Problem: Reproduce the entries below exactly, but only from the line containing "backoff = std::cmp::min(backoff" to the line containing "let mut name", inclusive.

Data records:
.....
use camino::Utf8Path;
use std::time::Duration;

/// Rename with retries; another process may briefly hold the target open.
pub async fn robust_rename(from: &Utf8Path, to: &Utf8Path) -> std::io::Result<()> {
    let mut attempt = 0u32;
    let max_attempts = 8u32;
    let mut backoff = Duration::from_millis(50);

    loop {
        match tokio::fs::rename(from, to).await {
            Ok(()) => return Ok(()),
            Err(e) => {
                attempt += 1;
                if attempt >= max_attempts || e.kind() == std::io::ErrorKind::NotFound {
                    return Err(e);
                }
                tracing::debug!("rename {from} -> {to} failed ({e}), retrying");
                tokio::time::sleep(backoff).await;
                backoff = std::cmp::min(backoff * 2, Duration::from_millis(2000));
            }
        }
    }
}

/// Delete a file, logging instead of failing.
pub async fn remove_best_effort(path: &Utf8Path) {
    match tokio::fs::remove_file(path).await {
        Ok(()) => tracing::debug!("removed {path}"),
        Err(e) if e.kind() == std::io::ErrorKind::NotFound => {}
        Err(e) => tracing::warn!("could not remove {path}: {e}"),
    }
}

/// Temporary download target next to `dest`.
pub fn partial_path(dest: &Utf8Path) -> camino::Utf8PathBuf {
    let mut name = dest.file_name().unwrap_or("download").to_string();
    name.push_str(".part");
    dest.with_file_name(name)
}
.....
Solution to this problem:
                backoff = std::cmp::min(backoff * 2, Duration::from_millis(2000));
            }
        }
    }
}

/// Delete a file, logging instead of failing.
pub async fn remove_best_effort(path: &Utf8Path) {
    match tokio::fs::remove_file(path).await {
        Ok(()) => tracing::debug!("removed {path}"),
        Err(e) if e.kind() == std::io::ErrorKind::NotFound => {}
        Err(e) => tracing::warn!("could not remove {path}: {e}"),
    }
}

/// Temporary download target next to `dest`.
pub fn partial_path(dest: &Utf8Path) -> camino::Utf8PathBuf {
    let mut name = dest.file_name().unwrap_or("download").to_string();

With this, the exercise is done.